There were a couple of pieces of research that I was involved in for a body called the British Theatre Consortium. We assessed theatres’ own reports of what they did, looking for the first time at all of the UK Theatre theatres, which is the reps, the regional theatres, London off-West End – plus, also, the West End, and places like the National.
And we found that for the first time, as far as we knew, in terms of productions, performances and attendances, new writing was over half the overall number. Now, when I was young, it was around 20 per cent. Of course the figures were not well collected then, but it was clear that a substantial majority of shows done in the theatre were revivals. From a new writing point of view, that change was very exciting.
Also, this change coincided in the 2000s with the end of “the end of history” – a whole series of increasingly cataclysmic events, from 9/11 to the 2008 financial crash, to the Arab Spring, and Occupy movements but also the rise of national populism, Brexit, Trump etc – which meant that a lot of those new plays were politically and socially engaged. So in a way it was what I’ve been campaigning for all my life, which is a largely new-writing-based, politically engaged theatre.
However, from outside and inside, countervailing forces emerged during the 2010s. One was the cumulative decline in funding, which has had a particular impact on regional theatre because London doesn’t rely nearly so much on local authority funding. For the provincial theatre, there has been a double-whammy of cuts.
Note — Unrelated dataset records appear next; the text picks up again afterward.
//! `vn-moves` — the concrete motion primitives and path post-processing.
//!
//! # Crate layout
//!
//! | Module        | Contents                                                     |
//! |---------------|--------------------------------------------------------------|
//! | [`terrain`]   | `Rules`, `Terrain` — shared feasibility and pricing          |
//! | [`walk`]      | `ForwardProvider`, `DiagonalProvider`                        |
//! | [`vertical`]  | jump-up, drop-down, pillar and dig-down providers            |
//! | [`parkour`]   | `ParkourProvider`, `JumpTable`                               |
//! | [`steer`]     | `steer`, `jump_at_edge` — policy shared with the executors   |
//! | [`optimizer`] | `Optimizer`, `OptimizerPass`, merge passes                   |
//! | [`defaults`]  | `default_providers`                                          |
//!
//! # Cost model
//!
//! Every candidate is priced as
//!
//! ```text
//! base + break_cost × breaks + place_cost × places (+ liquid_cost)
//! ```
//!
//! then passed through `CostConfig::escalate`, which inflates costs above
//! the escalation threshold and drops anything over `max_move_cost`.

pub mod defaults;
pub mod optimizer;
pub mod parkour;
pub mod steer;
pub mod terrain;
pub mod vertical;
pub mod walk;

#[cfg(test)]
mod tests;

pub use defaults::default_providers;
pub use optimizer::{MergeDiagonalRuns, MergeStraightRuns, Optimizer, OptimizerPass};
pub use parkour::{JumpTable, ParkourProvider};
pub use steer::{jump_at_edge, steer, Steering};
pub use terrain::{Rules, Terrain};
pub use vertical::{DigDownProvider, DropDownProvider, JumpUpProvider, PillarProvider};
pub use walk::{DiagonalProvider, ForwardProvider};
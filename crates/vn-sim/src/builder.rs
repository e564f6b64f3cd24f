//! Fluent builder for constructing a [`Pathfinder`].

use std::sync::Arc;

use vn_core::{PathConfig, Simulator};
use vn_exec::ExecutorSet;
use vn_moves::{default_providers, Optimizer};
use vn_search::ProviderRegistry;

use crate::{Pathfinder, PathfinderResult};

/// Fluent builder for [`Pathfinder`].
///
/// # Required inputs
///
/// - [`PathConfig`] — search budgets, costs, movement and execution tuning
/// - a [`Simulator`] at [`build`][Self::build] time, used by the parkour
///   provider to precompute its jump table
///
/// # Optional inputs (have defaults)
///
/// | Method            | Default                                  |
/// |-------------------|------------------------------------------|
/// | `.providers(r)`   | `vn_moves::default_providers(config, ..)`|
/// | `.optimizer(o)`   | `Optimizer::standard(&config.movement)`  |
/// | `.executors(e)`   | `ExecutorSet::standard()`                |
///
/// # Example
///
/// ```rust,ignore
/// let mut pathfinder = PathfinderBuilder::new(PathConfig::default())
///     .build(&KinematicSimulator)?;
/// pathfinder.set_goal(GoalBlock::new(BlockPos::new(12, 0, 0)));
/// pathfinder.run(&mut sandbox, &mut NoopObserver, 2_000, Sandbox::advance)?;
/// ```
pub struct PathfinderBuilder {
    config:    PathConfig,
    providers: Option<ProviderRegistry>,
    optimizer: Option<Optimizer>,
    executors: Option<ExecutorSet>,
}

impl PathfinderBuilder {
    pub fn new(config: PathConfig) -> Self {
        Self {
            config,
            providers: None,
            optimizer: None,
            executors: None,
        }
    }

    /// Replace the movement providers searched at every expansion.
    pub fn providers(mut self, providers: ProviderRegistry) -> Self {
        self.providers = Some(providers);
        self
    }

    pub fn optimizer(mut self, optimizer: Optimizer) -> Self {
        self.optimizer = Some(optimizer);
        self
    }

    /// Replace the executors.  Paths containing a kind with no executor fail
    /// with `MissingExecutor` when that move is reached.
    pub fn executors(mut self, executors: ExecutorSet) -> Self {
        self.executors = Some(executors);
        self
    }

    /// Validate the configuration and assemble the pathfinder.
    pub fn build(self, simulator: &dyn Simulator) -> PathfinderResult<Pathfinder> {
        self.config.validate()?;
        let providers = self
            .providers
            .unwrap_or_else(|| default_providers(&self.config, simulator));
        let optimizer = self
            .optimizer
            .unwrap_or_else(|| Optimizer::standard(&self.config.movement));
        let executors = self.executors.unwrap_or_else(ExecutorSet::standard);
        Ok(Pathfinder::new(
            self.config,
            Arc::new(providers),
            Arc::new(optimizer),
            Arc::new(executors),
        ))
    }
}
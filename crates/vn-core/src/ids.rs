//! Strongly typed, zero-cost identifier wrappers.
//!
//! All IDs are `Copy + Ord + Hash` so they can be used as map keys and sorted
//! collection elements without ceremony.  The inner integer is `pub` to allow
//! direct indexing into arenas, but callers should prefer `.index()`.

use std::fmt;

/// Generate a typed ID wrapper around a primitive integer.
macro_rules! typed_id {
    ($(#[$attr:meta])* $vis:vis struct $name:ident($inner:ty);) => {
        $(#[$attr])*
        #[derive(Copy, Clone, PartialEq, Eq, Hash, PartialOrd, Ord, Debug)]
        $vis struct $name(pub $inner);

        impl $name {
            /// Sentinel meaning "no valid ID".
            pub const INVALID: $name = $name(<$inner>::MAX);

            /// Cast to `usize` for direct use as a `Vec` index.
            #[inline(always)]
            pub fn index(self) -> usize {
                self.0 as usize
            }
        }

        impl Default for $name {
            /// Returns the `INVALID` sentinel so uninitialized IDs are visibly invalid.
            #[inline(always)]
            fn default() -> Self {
                Self::INVALID
            }
        }

        impl fmt::Display for $name {
            fn fmt(&self, f: &mut fmt::Formatter<'_>) -> fmt::Result {
                write!(f, "{}({})", stringify!($name), self.0)
            }
        }

        impl TryFrom<usize> for $name {
            type Error = std::num::TryFromIntError;
            fn try_from(n: usize) -> Result<$name, Self::Error> {
                <$inner>::try_from(n).map($name)
            }
        }
    };
}

typed_id! {
    /// Index of a search node in a `MoveArena`.
    pub struct NodeId(u32);
}

typed_id! {
    /// Handle for an in-flight block break or place issued through a `Host`.
    pub struct InteractionId(u32);
}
Not only do emergent and developing playwrights tend to be done in smaller theatres, which are more dependent on subsidy; plays by women tend to be done in smaller theatres than those by men, so that decline in funding has been very deleterious for new writers and women writers. And then, when lockdown closed the theatres, we in the Writers Guild of Great Britain and the management body UK Theatre became very concerned about about a potential decline in commissions. First, of course, theatres had a backlog of existing plays they were committed to when they reopened. Second, commissioning is an easy cut – you don’t notice the effects of it for a while. The same is true of literary managers and literary departments. And, third, there was a fear of more conservative programming though I think that development may have been exaggerated. But we did a survey with UK Theatre that demonstrated that commissions were down by a third. That led to the Writers Guild and UK Theatre and the Independent Theatre Council jointly setting up a New Play Commission Scheme, which has led to 18 commissions of plays that probably wouldn’t have been commissioned without it.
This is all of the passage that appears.